ASSIGNMENT: Please make an exact transcription of all the data that follows.
==== RECORDS PROVIDED ====
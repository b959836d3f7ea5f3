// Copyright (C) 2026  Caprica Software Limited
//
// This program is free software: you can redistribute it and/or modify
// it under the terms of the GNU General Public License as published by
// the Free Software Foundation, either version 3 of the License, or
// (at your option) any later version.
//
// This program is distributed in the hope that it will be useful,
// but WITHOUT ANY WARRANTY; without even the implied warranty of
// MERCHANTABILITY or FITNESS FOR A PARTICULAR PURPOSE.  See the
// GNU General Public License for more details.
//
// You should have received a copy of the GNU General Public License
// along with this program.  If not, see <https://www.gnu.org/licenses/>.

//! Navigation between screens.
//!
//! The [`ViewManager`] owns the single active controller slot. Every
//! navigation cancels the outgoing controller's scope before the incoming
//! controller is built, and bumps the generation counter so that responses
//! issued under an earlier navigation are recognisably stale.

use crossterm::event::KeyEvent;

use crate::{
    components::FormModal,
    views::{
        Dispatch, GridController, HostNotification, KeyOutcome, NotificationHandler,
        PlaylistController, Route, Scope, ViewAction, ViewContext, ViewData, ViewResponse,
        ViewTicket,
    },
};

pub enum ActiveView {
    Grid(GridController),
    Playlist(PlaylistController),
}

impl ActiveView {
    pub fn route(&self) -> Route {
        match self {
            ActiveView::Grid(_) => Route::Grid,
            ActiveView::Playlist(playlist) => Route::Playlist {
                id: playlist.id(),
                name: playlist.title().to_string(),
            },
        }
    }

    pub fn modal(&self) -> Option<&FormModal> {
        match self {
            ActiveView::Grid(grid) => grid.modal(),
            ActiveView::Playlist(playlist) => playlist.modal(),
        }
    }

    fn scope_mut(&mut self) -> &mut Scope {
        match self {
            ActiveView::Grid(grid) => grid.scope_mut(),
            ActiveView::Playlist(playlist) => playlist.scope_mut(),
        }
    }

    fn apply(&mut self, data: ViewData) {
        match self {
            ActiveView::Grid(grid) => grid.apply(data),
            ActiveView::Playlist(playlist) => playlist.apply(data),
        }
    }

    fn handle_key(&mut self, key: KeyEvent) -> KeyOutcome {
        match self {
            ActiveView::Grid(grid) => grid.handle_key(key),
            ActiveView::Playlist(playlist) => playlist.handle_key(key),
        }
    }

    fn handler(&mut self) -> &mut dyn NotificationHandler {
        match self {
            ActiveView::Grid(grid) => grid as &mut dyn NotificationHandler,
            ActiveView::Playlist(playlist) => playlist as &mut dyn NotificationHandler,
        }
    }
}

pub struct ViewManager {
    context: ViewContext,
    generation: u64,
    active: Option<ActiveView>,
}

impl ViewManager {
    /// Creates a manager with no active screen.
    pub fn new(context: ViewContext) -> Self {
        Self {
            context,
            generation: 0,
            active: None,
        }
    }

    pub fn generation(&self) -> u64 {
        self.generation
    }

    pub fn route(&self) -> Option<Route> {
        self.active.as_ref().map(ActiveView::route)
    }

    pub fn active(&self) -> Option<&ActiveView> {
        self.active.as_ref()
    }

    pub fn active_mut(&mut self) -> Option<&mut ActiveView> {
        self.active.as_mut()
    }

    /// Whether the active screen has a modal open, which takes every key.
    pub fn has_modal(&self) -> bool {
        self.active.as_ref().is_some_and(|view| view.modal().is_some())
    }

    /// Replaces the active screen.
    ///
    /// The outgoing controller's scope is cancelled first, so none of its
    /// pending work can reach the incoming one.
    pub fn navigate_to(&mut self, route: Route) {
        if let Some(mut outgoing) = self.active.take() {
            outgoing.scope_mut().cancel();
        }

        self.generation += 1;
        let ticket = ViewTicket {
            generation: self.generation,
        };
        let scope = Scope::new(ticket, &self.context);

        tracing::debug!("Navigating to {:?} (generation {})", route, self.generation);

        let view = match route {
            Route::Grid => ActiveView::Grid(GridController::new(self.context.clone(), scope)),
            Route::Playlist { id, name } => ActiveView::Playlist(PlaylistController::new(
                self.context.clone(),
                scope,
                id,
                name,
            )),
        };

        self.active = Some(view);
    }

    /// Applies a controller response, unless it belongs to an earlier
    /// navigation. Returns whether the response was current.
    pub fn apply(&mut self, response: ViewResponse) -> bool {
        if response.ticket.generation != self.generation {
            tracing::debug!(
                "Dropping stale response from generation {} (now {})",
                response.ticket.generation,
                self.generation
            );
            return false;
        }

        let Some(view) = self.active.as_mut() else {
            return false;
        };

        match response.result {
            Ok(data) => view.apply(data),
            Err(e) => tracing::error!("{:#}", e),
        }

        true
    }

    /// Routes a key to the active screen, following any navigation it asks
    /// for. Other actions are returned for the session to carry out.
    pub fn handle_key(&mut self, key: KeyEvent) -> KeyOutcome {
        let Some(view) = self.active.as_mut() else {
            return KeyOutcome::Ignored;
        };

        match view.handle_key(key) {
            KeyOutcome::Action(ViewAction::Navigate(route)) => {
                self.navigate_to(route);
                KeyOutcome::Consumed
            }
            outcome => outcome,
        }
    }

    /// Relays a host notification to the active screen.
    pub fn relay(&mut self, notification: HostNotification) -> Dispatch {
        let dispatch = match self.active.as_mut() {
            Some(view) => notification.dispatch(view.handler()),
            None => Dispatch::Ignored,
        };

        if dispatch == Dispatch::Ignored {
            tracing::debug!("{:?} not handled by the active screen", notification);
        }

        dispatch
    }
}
====
WRITTEN ANSWER:
repository b959836d3f7ea5f3
// Copyright (C) 2026  Caprica Software Limited
//
// This program is free software: you can redistribute it and/or modify
// it under the terms of the GNU General Public License as published by
// the Free Software Foundation, either version 3 of the License, or
// (at your option) any later version.
//
// This program is distributed in the hope that it will be useful,
// but WITHOUT ANY WARRANTY; without even the implied warranty of
// MERCHANTABILITY or FITNESS FOR A PARTICULAR PURPOSE.  See the
// GNU General Public License for more details.
//
// You should have received a copy of the GNU General Public License
// along with this program.  If not, see <https://www.gnu.org/licenses/>.

//! Navigation between screens.
//!
//! The [`ViewManager`] owns the single active controller slot. Every
//! navigation cancels the outgoing controller's scope before the incoming
//! controller is built, and bumps the generation counter so that responses
//! issued under an earlier navigation are recognisably stale.

use crossterm::event::KeyEvent;

use crate::{
    components::FormModal,
    views::{
        Dispatch, GridController, HostNotification, KeyOutcome, NotificationHandler,
        PlaylistController, Route, Scope, ViewAction, ViewContext, ViewData, ViewResponse,
        ViewTicket,
    },
};

pub enum ActiveView {
    Grid(GridController),
    Playlist(PlaylistController),
}

impl ActiveView {
    pub fn route(&self) -> Route {
        match self {
            ActiveView::Grid(_) => Route::Grid,
            ActiveView::Playlist(playlist) => Route::Playlist {
                id: playlist.id(),
                name: playlist.title().to_string(),
            },
        }
    }

    pub fn modal(&self) -> Option<&FormModal> {
        match self {
            ActiveView::Grid(grid) => grid.modal(),
            ActiveView::Playlist(playlist) => playlist.modal(),
        }
    }

    fn scope_mut(&mut self) -> &mut Scope {
        match self {
            ActiveView::Grid(grid) => grid.scope_mut(),
            ActiveView::Playlist(playlist) => playlist.scope_mut(),
        }
    }

    fn apply(&mut self, data: ViewData) {
        match self {
            ActiveView::Grid(grid) => grid.apply(data),
            ActiveView::Playlist(playlist) => playlist.apply(data),
        }
    }

    fn handle_key(&mut self, key: KeyEvent) -> KeyOutcome {
        match self {
            ActiveView::Grid(grid) => grid.handle_key(key),
            ActiveView::Playlist(playlist) => playlist.handle_key(key),
        }
    }

    fn handler(&mut self) -> &mut dyn NotificationHandler {
        match self {
            ActiveView::Grid(grid) => grid as &mut dyn NotificationHandler,
            ActiveView::Playlist(playlist) => playlist as &mut dyn NotificationHandler,
        }
    }
}

pub struct ViewManager {
    context: ViewContext,
    generation: u64,
    active: Option<ActiveView>,
}

impl ViewManager {
    /// Creates a manager with no active screen.
    pub fn new(context: ViewContext) -> Self {
        Self {
            context,
            generation: 0,
            active: None,
        }
    }

    pub fn generation(&self) -> u64 {
        self.generation
    }

    pub fn route(&self) -> Option<Route> {
        self.active.as_ref().map(ActiveView::route)
    }

    pub fn active(&self) -> Option<&ActiveView> {
        self.active.as_ref()
    }

    pub fn active_mut(&mut self) -> Option<&mut ActiveView> {
        self.active.as_mut()
    }

    /// Whether the active screen has a modal open, which takes every key.
    pub fn has_modal(&self) -> bool {
        self.active.as_ref().is_some_and(|view| view.modal().is_some())
    }

    /// Replaces the active screen.
    ///
    /// The outgoing controller's scope is cancelled first, so none of its
    /// pending work can reach the incoming one.
    pub fn navigate_to(&mut self, route: Route) {
        if let Some(mut outgoing) = self.active.take() {
            outgoing.scope_mut().cancel();
        }

        self.generation += 1;
        let ticket = ViewTicket {
            generation: self.generation,
        };
        let scope = Scope::new(ticket, &self.context);

        tracing::debug!("Navigating to {:?} (generation {})", route, self.generation);

        let view = match route {
            Route::Grid => ActiveView::Grid(GridController::new(self.context.clone(), scope)),
            Route::Playlist { id, name } => ActiveView::Playlist(PlaylistController::new(
                self.context.clone(),
                scope,
                id,
                name,
            )),
        };

        self.active = Some(view);
    }

    /// Applies a controller response, unless it belongs to an earlier
    /// navigation. Returns whether the response was current.
    pub fn apply(&mut self, response: ViewResponse) -> bool {
        if response.ticket.generation != self.generation {
            tracing::debug!(
                "Dropping stale response from generation {} (now {})",
                response.ticket.generation,
                self.generation
            );
            return false;
        }

        let Some(view) = self.active.as_mut() else {
            return false;
        };

        match response.result {
            Ok(data) => view.apply(data),
            Err(e) => tracing::error!("{:#}", e),
        }

        true
    }

    /// Routes a key to the active screen, following any navigation it asks
    /// for. Other actions are returned for the session to carry out.
    pub fn handle_key(&mut self, key: KeyEvent) -> KeyOutcome {
        let Some(view) = self.active.as_mut() else {
            return KeyOutcome::Ignored;
        };

        match view.handle_key(key) {
            KeyOutcome::Action(ViewAction::Navigate(route)) => {
                self.navigate_to(route);
                KeyOutcome::Consumed
            }
            outcome => outcome,
        }
    }

    /// Relays a host notification to the active screen.
    pub fn relay(&mut self, notification: HostNotification) -> Dispatch {
        let dispatch = match self.active.as_mut() {
            Some(view) => notification.dispatch(view.handler()),
            None => Dispatch::Ignored,
        };

        if dispatch == Dispatch::Ignored {
            tracing::debug!("{:?} not handled by the active screen", notification);
        }

        dispatch
    }
}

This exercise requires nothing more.